Spring Clean Up
As Old Man Winter releases the last of his hold on the garden, it is time to think about preparing the landscape beds for the coming growing season. For many, the words “spring clean-up” brings thoughts of deep cleaning, shampooing carpets, washing windows, washing walls, and thorough dusting in the interior of the house.
For us, “spring cleaning” has another meaning. This is the time to improve the appearance of your yard and bring tidiness to your views after a long winter. The yard should be a source of pride, and enjoyment for your neighbors.
When cleaning up after the effects of winter, start with removing any trash or litter that has blown into the yard and beds. In the perennial beds, remove any dead leaves, annuals, or stalks remaining from last season. Cut down any ornamental grasses that weren’t removed in the fall.
Removing the leaf debris is very important. Insects, insect eggs, disease and fungus can overwinter in the leaf matter. Leaves can also smother the new growth in the spring.
In established planting areas, working in additional compost around the plants is a great way to fertilize the beds. Early spring is the time to apply a pre-emergent herbicide to prevent weed seeds from germinating. Crabgrass germinates when the soil reaches 55 to 60 Fahrenheit. Be sure to apply prior to those temperatures. This is the season to recut the bed edges, giving them a neat, crisp edge to hold in soil and mulch, and keep grass from growing in as spring progresses.

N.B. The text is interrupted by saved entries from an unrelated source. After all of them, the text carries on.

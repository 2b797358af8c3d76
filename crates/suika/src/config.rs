//! Immutable game configuration.
//!
//! Loaded once from JSON (or taken from [`GameConfig::default`]), validated,
//! and handed by reference to the components that need it. Every section and
//! field has a serde default so a file only needs to list what it overrides.

use std::path::Path;

use physics::{Fruit, FruitTable, Material, Vec2, WorldParams};
use serde::{Deserialize, Serialize};
use thiserror::Error;

#[derive(Error, Debug)]
pub enum ConfigError {
    #[error("failed to read config: {0}")]
    Io(#[from] std::io::Error),
    #[error("failed to parse config: {0}")]
    Parse(#[from] serde_json::Error),
    #[error("invalid {field}: {reason}")]
    Invalid {
        field: &'static str,
        reason: String,
    },
    #[error("discrete action space needs at least 2 bins, got {0}")]
    DegenerateBins(usize),
}

impl ConfigError {
    fn invalid(field: &'static str, reason: impl Into<String>) -> Self {
        Self::Invalid {
            field,
            reason: reason.into(),
        }
    }
}

#[derive(Clone, Debug, PartialEq, Serialize, Deserialize)]
#[serde(default)]
pub struct ScreenConfig {
    pub width: f32,
    pub height: f32,
    pub fps: f32,
}

impl Default for ScreenConfig {
    fn default() -> Self {
        Self {
            width: 1280.0,
            height: 720.0,
            fps: 60.0,
        }
    }
}

/// Drop lane and container geometry. Screen coordinates: `y` grows downwards,
/// so `kill_y < bot` and the spawner sits at `spawn_y` above the kill line.
#[derive(Clone, Copy, Debug, PartialEq, Serialize, Deserialize)]
#[serde(default)]
pub struct LaneConfig {
    pub left: f32,
    pub right: f32,
    pub top: f32,
    pub bot: f32,
    pub kill_y: f32,
    pub spawn_y: f32,
}

impl Default for LaneConfig {
    fn default() -> Self {
        Self {
            left: 415.0,
            right: 863.0,
            top: 150.0,
            bot: 700.0,
            kill_y: 200.0,
            spawn_y: 100.0,
        }
    }
}

impl LaneConfig {
    #[must_use]
    pub fn width(&self) -> f32 {
        self.right - self.left
    }

    /// Height the side walls reach: the screen top, or `top` if that is
    /// higher still.
    #[must_use]
    pub fn wall_top(&self) -> f32 {
        self.top.min(0.0)
    }

    #[must_use]
    pub fn wall_top_left(&self) -> Vec2 {
        Vec2::new(self.left, self.wall_top())
    }

    #[must_use]
    pub fn bot_left(&self) -> Vec2 {
        Vec2::new(self.left, self.bot)
    }

    #[must_use]
    pub fn wall_top_right(&self) -> Vec2 {
        Vec2::new(self.right, self.wall_top())
    }

    #[must_use]
    pub fn bot_right(&self) -> Vec2 {
        Vec2::new(self.right, self.bot)
    }
}

#[derive(Clone, Debug, PartialEq, Serialize, Deserialize)]
#[serde(default)]
pub struct PhysicsConfig {
    /// Downward acceleration in px/s².
    pub gravity: f32,
    pub damping: f32,
    pub bias: f32,
    pub restitution: f32,
    pub friction: f32,
    pub iterations: u32,
}

impl Default for PhysicsConfig {
    fn default() -> Self {
        let params = WorldParams::default();
        Self {
            gravity: params.gravity.y,
            damping: params.damping,
            bias: params.bias,
            restitution: params.material.restitution,
            friction: params.material.friction,
            iterations: params.iterations,
        }
    }
}

#[derive(Clone, Debug, PartialEq, Serialize, Deserialize)]
pub struct FruitSpec {
    pub name: String,
    pub radius: f32,
    pub points: f32,
}

fn default_fruits() -> Vec<FruitSpec> {
    const TABLE: [(&str, f32, f32); 11] = [
        ("cherry", 17.0, 1.0),
        ("strawberry", 25.0, 3.0),
        ("grapes", 32.0, 6.0),
        ("orange", 38.0, 10.0),
        ("persimmon", 50.0, 15.0),
        ("apple", 63.0, 21.0),
        ("pear", 75.0, 28.0),
        ("peach", 87.0, 36.0),
        ("pineapple", 100.0, 45.0),
        ("melon", 115.0, 55.0),
        ("watermelon", 135.0, 66.0),
    ];
    TABLE
        .iter()
        .map(|&(name, radius, points)| FruitSpec {
            name: name.to_owned(),
            radius,
            points,
        })
        .collect()
}

#[derive(Clone, Debug, PartialEq, Serialize, Deserialize)]
#[serde(default)]
pub struct SpawnerConfig {
    /// Pieces are drawn uniformly from tiers `0..tiers`.
    pub tiers: usize,
}

impl Default for SpawnerConfig {
    fn default() -> Self {
        Self { tiers: 5 }
    }
}

/// Observation header variant.
#[derive(Clone, Copy, Debug, PartialEq, Eq, Serialize, Deserialize)]
#[serde(rename_all = "snake_case")]
pub enum HeaderLayout {
    /// Current piece, four boundaries.
    Compact,
    /// Current and next piece, four boundaries, highest particle top edge.
    Extended,
}

impl HeaderLayout {
    #[must_use]
    pub const fn width(self) -> usize {
        match self {
            Self::Compact => 6,
            Self::Extended => 9,
        }
    }
}

/// Randomized initial board used when a reset asks for it.
#[derive(Clone, Debug, PartialEq, Serialize, Deserialize)]
#[serde(default)]
pub struct ScatterConfig {
    pub min_count: usize,
    pub max_count: usize,
    /// Highest tier (inclusive) a scattered piece may have.
    pub max_tier: usize,
    /// Physics sub-steps run after scattering so the pile settles.
    pub settle_substeps: u32,
}

impl Default for ScatterConfig {
    fn default() -> Self {
        Self {
            min_count: 5,
            max_count: 15,
            max_tier: 3,
            settle_substeps: 120,
        }
    }
}

#[derive(Clone, Debug, PartialEq, Serialize, Deserialize)]
#[serde(default)]
pub struct EpisodeConfig {
    /// Physics increments simulated per environment step.
    pub substeps: u32,
    /// Seconds a settled particle may stay above the kill line.
    pub game_over_seconds: f32,
    pub max_fruits: usize,
    /// Radius normalizer for observations.
    pub max_radius: f32,
    pub header: HeaderLayout,
    pub scatter: ScatterConfig,
}

impl Default for EpisodeConfig {
    fn default() -> Self {
        Self {
            substeps: 120,
            game_over_seconds: 3.0,
            max_fruits: 50,
            max_radius: 150.0,
            header: HeaderLayout::Extended,
            scatter: ScatterConfig::default(),
        }
    }
}

#[derive(Clone, Debug, PartialEq, Serialize, Deserialize)]
#[serde(default)]
pub struct RewardConfig {
    /// Added to every live step.
    pub survival_bonus: f32,
    /// Consecutive picks of one discrete action allowed before penalizing.
    pub repeat_limit: u32,
    pub repeat_penalty: f32,
    pub terminal_penalty: f32,
}

impl Default for RewardConfig {
    fn default() -> Self {
        Self {
            survival_bonus: 0.1,
            repeat_limit: 2,
            repeat_penalty: 1.0,
            terminal_penalty: 10.0,
        }
    }
}

#[derive(Clone, Debug, PartialEq, Serialize, Deserialize)]
#[serde(default)]
pub struct GameConfig {
    pub screen: ScreenConfig,
    pub lane: LaneConfig,
    pub physics: PhysicsConfig,
    pub fruits: Vec<FruitSpec>,
    pub spawner: SpawnerConfig,
    pub episode: EpisodeConfig,
    pub reward: RewardConfig,
}

impl Default for GameConfig {
    fn default() -> Self {
        Self {
            screen: ScreenConfig::default(),
            lane: LaneConfig::default(),
            physics: PhysicsConfig::default(),
            fruits: default_fruits(),
            spawner: SpawnerConfig::default(),
            episode: EpisodeConfig::default(),
            reward: RewardConfig::default(),
        }
    }
}

impl GameConfig {
    /// Parse and validate a JSON document.
    ///
    /// # Errors
    ///
    /// Returns [`ConfigError::Parse`] for malformed JSON and
    /// [`ConfigError::Invalid`] when validation fails.
    pub fn from_json_str(json: &str) -> Result<Self, ConfigError> {
        let config: Self = serde_json::from_str(json)?;
        config.validate()?;
        Ok(config)
    }

    /// Read, parse and validate a JSON file.
    ///
    /// # Errors
    ///
    /// Returns [`ConfigError::Io`] if the file cannot be read, otherwise as
    /// [`GameConfig::from_json_str`].
    pub fn load(path: impl AsRef<Path>) -> Result<Self, ConfigError> {
        let json = std::fs::read_to_string(path)?;
        Self::from_json_str(&json)
    }

    /// Simulation increment in seconds.
    #[must_use]
    pub fn dt(&self) -> f32 {
        1.0 / self.screen.fps
    }

    #[must_use]
    pub fn fruit_table(&self) -> FruitTable {
        FruitTable::new(
            self.fruits
                .iter()
                .map(|f| Fruit {
                    radius: f.radius,
                    points: f.points,
                })
                .collect(),
        )
    }

    #[must_use]
    pub fn world_params(&self) -> WorldParams {
        WorldParams {
            gravity: Vec2::new(0.0, self.physics.gravity),
            damping: self.physics.damping,
            bias: self.physics.bias,
            material: Material {
                restitution: self.physics.restitution,
                friction: self.physics.friction,
            },
            iterations: self.physics.iterations,
            extent: Vec2::new(self.screen.width, self.screen.height),
        }
    }

    #[must_use]
    pub fn radius_of(&self, kind: usize) -> Option<f32> {
        self.fruits.get(kind).map(|f| f.radius)
    }

    /// Check every invariant the environment relies on.
    ///
    /// # Errors
    ///
    /// Returns the first [`ConfigError::Invalid`] found.
    pub fn validate(&self) -> Result<(), ConfigError> {
        let screen = &self.screen;
        let finite_extent = screen.width.is_finite() && screen.height.is_finite();
        if !(screen.width > 0.0 && screen.height > 0.0 && finite_extent) {
            return Err(ConfigError::invalid(
                "screen",
                "width and height must be positive and finite",
            ));
        }
        if !(screen.fps > 0.0 && screen.fps.is_finite()) {
            return Err(ConfigError::invalid("screen.fps", "must be positive"));
        }

        let lane = &self.lane;
        let finite = [lane.left, lane.right, lane.top, lane.bot, lane.kill_y, lane.spawn_y]
            .iter()
            .all(|v| v.is_finite());
        if !finite {
            return Err(ConfigError::invalid("lane", "coordinates must be finite"));
        }
        if lane.left >= lane.right {
            return Err(ConfigError::invalid("lane", "left must be less than right"));
        }
        if lane.top >= lane.bot {
            return Err(ConfigError::invalid("lane", "top must be above bot"));
        }
        if lane.kill_y >= lane.bot {
            return Err(ConfigError::invalid("lane.kill_y", "must be above the floor"));
        }

        if self.fruits.is_empty() {
            return Err(ConfigError::invalid("fruits", "table is empty"));
        }
        if let Some(f) = self.fruits.iter().find(|f| !(f.radius > 0.0 && f.radius.is_finite())) {
            return Err(ConfigError::invalid("fruits", format!("{} has a non-positive radius", f.name)));
        }

        let physics = &self.physics;
        if !physics.gravity.is_finite() {
            return Err(ConfigError::invalid("physics.gravity", "must be finite"));
        }
        if !(physics.damping > 0.0 && physics.damping <= 1.0) {
            return Err(ConfigError::invalid("physics.damping", "must be in (0, 1]"));
        }
        if !(physics.bias > 0.0 && physics.bias < 1.0) {
            return Err(ConfigError::invalid("physics.bias", "must be in (0, 1)"));
        }
        if physics.iterations == 0 {
            return Err(ConfigError::invalid("physics.iterations", "must be positive"));
        }

        if self.spawner.tiers == 0 || self.spawner.tiers > self.fruits.len() {
            return Err(ConfigError::invalid(
                "spawner.tiers",
                format!("must be in 1..={}", self.fruits.len()),
            ));
        }

        let episode = &self.episode;
        if episode.substeps == 0 {
            return Err(ConfigError::invalid("episode.substeps", "must be positive"));
        }
        if !(episode.game_over_seconds >= 0.0) {
            return Err(ConfigError::invalid("episode.game_over_seconds", "must be non-negative"));
        }
        if !(episode.max_radius > 0.0) {
            return Err(ConfigError::invalid("episode.max_radius", "must be positive"));
        }
        let scatter = &episode.scatter;
        if scatter.min_count > scatter.max_count {
            return Err(ConfigError::invalid("episode.scatter", "min_count exceeds max_count"));
        }
        if scatter.max_tier >= self.fruits.len() {
            return Err(ConfigError::invalid("episode.scatter.max_tier", "outside the fruit table"));
        }

        Ok(())
    }
}

#[cfg(test)]
mod tests {
    use super::*;

    #[test]
    fn defaults_are_valid() {
        let config = GameConfig::default();
        config.validate().unwrap();
        assert_eq!(config.fruits.len(), 11);
        assert_eq!(config.episode.header.width(), 9);
    }

    #[test]
    fn partial_json_keeps_defaults() {
        let config = GameConfig::from_json_str(
            r#"{ "lane": { "left": 100, "right": 300 }, "episode": { "header": "compact" } }"#,
        )
        .unwrap();
        assert_eq!(config.lane.left, 100.0);
        assert_eq!(config.lane.bot, LaneConfig::default().bot);
        assert_eq!(config.episode.header, HeaderLayout::Compact);
        assert_eq!(config.episode.substeps, 120);
    }

    #[test]
    fn inverted_lane_is_rejected() {
        let err = GameConfig::from_json_str(r#"{ "lane": { "left": 900, "right": 300 } }"#)
            .unwrap_err();
        assert!(matches!(err, ConfigError::Invalid { field: "lane", .. }));
    }

    #[test]
    fn malformed_json_is_a_parse_error() {
        assert!(matches!(
            GameConfig::from_json_str("{ lane: "),
            Err(ConfigError::Parse(_))
        ));
    }

    #[test]
    fn spawner_tiers_must_fit_fruit_table() {
        let mut config = GameConfig::default();
        config.spawner.tiers = 12;
        assert!(config.validate().is_err());
    }

    #[test]
    fn infinite_screen_is_rejected() {
        let mut config = GameConfig::default();
        config.screen.width = f32::INFINITY;
        assert!(matches!(
            config.validate(),
            Err(ConfigError::Invalid { field: "screen", .. })
        ));
    }
}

Trees and shrubs also need attention. Be sure to remove all dead, broken or diseased branches. When pruning to give a more aesthetically-pleasing appearance, keep in mind the bloom time of your flowering shrubs and trees. If the plant material blooms in the spring, wait until they are done flowering to prune, so the displays of blossoms are not affected.
Remove any fallen sticks, branches, and leaves from the lawn in anticipation of the first mowing of the season.